Why Meetings Are Where Construction Projects Actually Get Built or Broken
July 9, 2026 by
Hidden Cost of Undocumented Decisions
Cedar Rock Consulting LLC

If you have been following this blog series, you will remember the story I shared about a former client who nearly went to litigation over a communication mistake. A firm brought me in to help them find better ways to collaborate with owners, GCs and trades on a project. Design meetings ran smoothly, decisions got made, and everyone moved forward. Then the building was finished and the client was furious. A piece of equipment they believed they had asked to be excluded was missing, and in their mind that was a mistake to be fixed at the firm’s expense. The PM pushed back, certain the client had never said any such thing. The disagreement escalated fast, and a lawsuit started to look likely.

What saved the firm was luck, not process. The PM dug through a desk drawer and found a handwritten note from a meeting months earlier, confirming the client had indeed instructed the equipment be left out. The lawsuit was avoided, but only because one person happened to keep a scrap of paper that could have just as easily been thrown away.

That should never sit well with anyone running a project or a firm. A near lawsuit was decided by luck.

Meetings Are Where the Real Decisions Happen

Executives tend to think of project risk in terms of budget, schedule, and safety. Meetings rarely make that list, yet meetings are where scope gets narrowed, where verbal commitments get made, and where the story of who agreed to what actually originates. A coordination meeting is where a clash gets resolved with a shortcut nobody documents. An owner meeting is where a scope reduction gets agreed to in conversation and never makes it into a change order. By the time a dispute surfaces, the project is relying entirely on someone’s memory of a conversation that happened months earlier.
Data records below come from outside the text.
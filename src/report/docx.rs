use super::{ExportError, ReportExporter, ReportFormat, ReportInput};

/// Word report: title, timestamp, original text and analysis sections
pub struct DocxExporter;

impl ReportExporter for DocxExporter {
    fn format(&self) -> ReportFormat {
        ReportFormat::Docx
    }

    #[cfg(feature = "docx-report")]
    fn render(&self, input: &ReportInput<'_>) -> Result<Vec<u8>, ExportError> {
        render_docx(input)
    }

    #[cfg(not(feature = "docx-report"))]
    fn render(&self, _input: &ReportInput<'_>) -> Result<Vec<u8>, ExportError> {
        Err(ExportError::Unavailable(ReportFormat::Docx))
    }
}

#[cfg(feature = "docx-report")]
const TITLE_STYLE: &str = "Title";
#[cfg(feature = "docx-report")]
const HEADING_STYLE: &str = "Heading1";

#[cfg(feature = "docx-report")]
fn render_docx(input: &ReportInput<'_>) -> Result<Vec<u8>, ExportError> {
    use super::{ANALYSIS_RESULT_HEADING, ORIGINAL_TEXT_HEADING, REPORT_TITLE, SEPARATOR};
    use docx_rs::{Docx, Style, StyleType};
    use std::io::Cursor;

    let docx = Docx::new()
        .add_style(
            Style::new(TITLE_STYLE, StyleType::Paragraph)
                .name("Title")
                .size(48)
                .bold(),
        )
        .add_style(
            Style::new(HEADING_STYLE, StyleType::Paragraph)
                .name("heading 1")
                .size(32)
                .bold(),
        )
        .add_paragraph(styled(REPORT_TITLE, TITLE_STYLE))
        .add_paragraph(body(&input.timestamp_line()))
        .add_paragraph(body(SEPARATOR))
        .add_paragraph(heading(ORIGINAL_TEXT_HEADING))
        .add_paragraph(body(input.input_text))
        .add_paragraph(body(SEPARATOR))
        .add_paragraph(heading(ANALYSIS_RESULT_HEADING))
        .add_paragraph(body(input.analysis_result));

    let mut cursor = Cursor::new(Vec::new());
    docx.build()
        .pack(&mut cursor)
        .map_err(|e| ExportError::render(ReportFormat::Docx, e))?;

    let bytes = cursor.into_inner();
    tracing::debug!("[ReportExporter] DOCX rendered: {} bytes", bytes.len());
    Ok(bytes)
}

#[cfg(feature = "docx-report")]
fn styled(text: &str, style: &str) -> docx_rs::Paragraph {
    docx_rs::Paragraph::new()
        .style(style)
        .add_run(docx_rs::Run::new().add_text(text))
}

/// Level-1 heading, visible in Word's navigation pane
#[cfg(feature = "docx-report")]
fn heading(text: &str) -> docx_rs::Paragraph {
    styled(text, HEADING_STYLE).outline_lvl(0)
}

/// Body paragraph keeping the source line structure as soft line breaks
#[cfg(feature = "docx-report")]
fn body(text: &str) -> docx_rs::Paragraph {
    let mut run = docx_rs::Run::new();
    for (i, line) in text.lines().enumerate() {
        if i > 0 {
            run = run.add_break(docx_rs::BreakType::TextWrapping);
        }
        run = run.add_text(line);
    }
    docx_rs::Paragraph::new().add_run(run)
}

#[cfg(all(test, feature = "docx-report"))]
mod tests {
    use super::*;
    use crate::document::{Document, DocumentFormat, DocumentParser};

    #[test]
    fn test_docx_report_structure() {
        let input = ReportInput::new("Overall: compliant\nIssue 1: minor", "Clause A\nClause B");
        let bytes = DocxExporter.render(&input).unwrap();
        assert!(bytes.starts_with(b"PK"), "DOCX is a zip container");

        let text = DocumentParser::new()
            .extract(&Document::new(bytes, DocumentFormat::Docx))
            .unwrap()
            .text;
        let lines: Vec<&str> = text.lines().collect();
        let stamp = input.timestamp_line();

        assert_eq!(
            lines,
            vec![
                "Legal Compliance Analysis Report",
                stamp.as_str(),
                "---------------------------------------------------",
                "Original Text",
                "Clause A",
                "Clause B",
                "---------------------------------------------------",
                "Analysis Result",
                "Overall: compliant",
                "Issue 1: minor",
            ]
        );
    }

    fn paragraph_text(p: &docx_rs::Paragraph) -> String {
        p.children
            .iter()
            .filter_map(|child| match child {
                docx_rs::ParagraphChild::Run(run) => Some(run),
                _ => None,
            })
            .flat_map(|run| run.children.iter())
            .filter_map(|child| match child {
                docx_rs::RunChild::Text(t) => Some(t.text.as_str()),
                _ => None,
            })
            .collect()
    }

    #[test]
    fn test_docx_report_uses_heading_styles() {
        let input = ReportInput::new("result", "original");
        let bytes = DocxExporter.render(&input).unwrap();
        let doc = docx_rs::read_docx(&bytes).unwrap();

        let styles: Vec<(String, String)> = doc
            .document
            .children
            .iter()
            .filter_map(|child| match child {
                docx_rs::DocumentChild::Paragraph(p) => {
                    let style = p.property.style.as_ref()?.val.clone();
                    Some((style, paragraph_text(p)))
                }
                _ => None,
            })
            .collect();

        assert!(styles.contains(&("Title".to_string(), "Legal Compliance Analysis Report".to_string())));
        assert!(styles.contains(&("Heading1".to_string(), "Original Text".to_string())));
        assert!(styles.contains(&("Heading1".to_string(), "Analysis Result".to_string())));

        let outline_levels: Vec<usize> = doc
            .document
            .children
            .iter()
            .filter_map(|child| match child {
                docx_rs::DocumentChild::Paragraph(p) => p.property.outline_lvl.as_ref().map(|l| l.v),
                _ => None,
            })
            .collect();
        assert_eq!(outline_levels, vec![0, 0]);
    }

    #[test]
    fn test_docx_report_keeps_non_latin_text() {
        let input = ReportInput::new("合规风险等级: 高", "第一条 合同双方");
        let bytes = DocxExporter.render(&input).unwrap();
        let text = DocumentParser::new()
            .extract(&Document::new(bytes, DocumentFormat::Docx))
            .unwrap()
            .text;

        assert!(text.contains("合规风险等级: 高"));
        assert!(text.contains("第一条 合同双方"));
    }
}
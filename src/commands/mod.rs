//! Subcommand handlers
//!
//! Each handler runs one user action to completion. Results go to stdout,
//! diagnostics go through `tracing` to stderr.

pub mod analyze;
pub mod extract;
pub mod models;

use crate::cli::InputArgs;
use crate::error::AppError;

/// Resolve the selected text source into the text to analyze.
///
/// Documents that fail to parse yield the failure description as their
/// text, so the pipeline keeps going with it.
pub async fn load_text(input: &InputArgs) -> Result<String, AppError> {
    if let Some(path) = &input.file {
        return extract::extract_file(path);
    }
    if let Some(path) = &input.text_file {
        return tokio::fs::read_to_string(path)
            .await
            .map_err(|source| AppError::Input {
                path: path.clone(),
                source,
            });
    }
    Ok(input.text.clone().unwrap_or_default())
}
This is a leadership blind spot, not a documentation nuisance. A firm can have excellent design work, a well run schedule, and a strong safety record, and still end up exposed in litigation because nobody can produce a clean record of who decided what and when. The equipment dispute did not happen because the PM was careless. It happened because the system the firm relied on to capture decisions was a person’s memory and, if they were lucky, their own handwriting.

Verbal Agreements Are Not Evidence

There is a habit in construction of treating a conversation as settled once everyone in the room nods. It feels efficient in the moment. It is a liability the moment anyone outside that room asks for proof. A client, an owner’s counsel, or an insurer does not care that everyone remembers agreeing to something. They care whether there is a record, timestamped and attributable, that shows it. The PM in this story got lucky because he happened to keep a note. Most people do not keep that note, and most firms have no process that would have caught it even if he had thrown it away.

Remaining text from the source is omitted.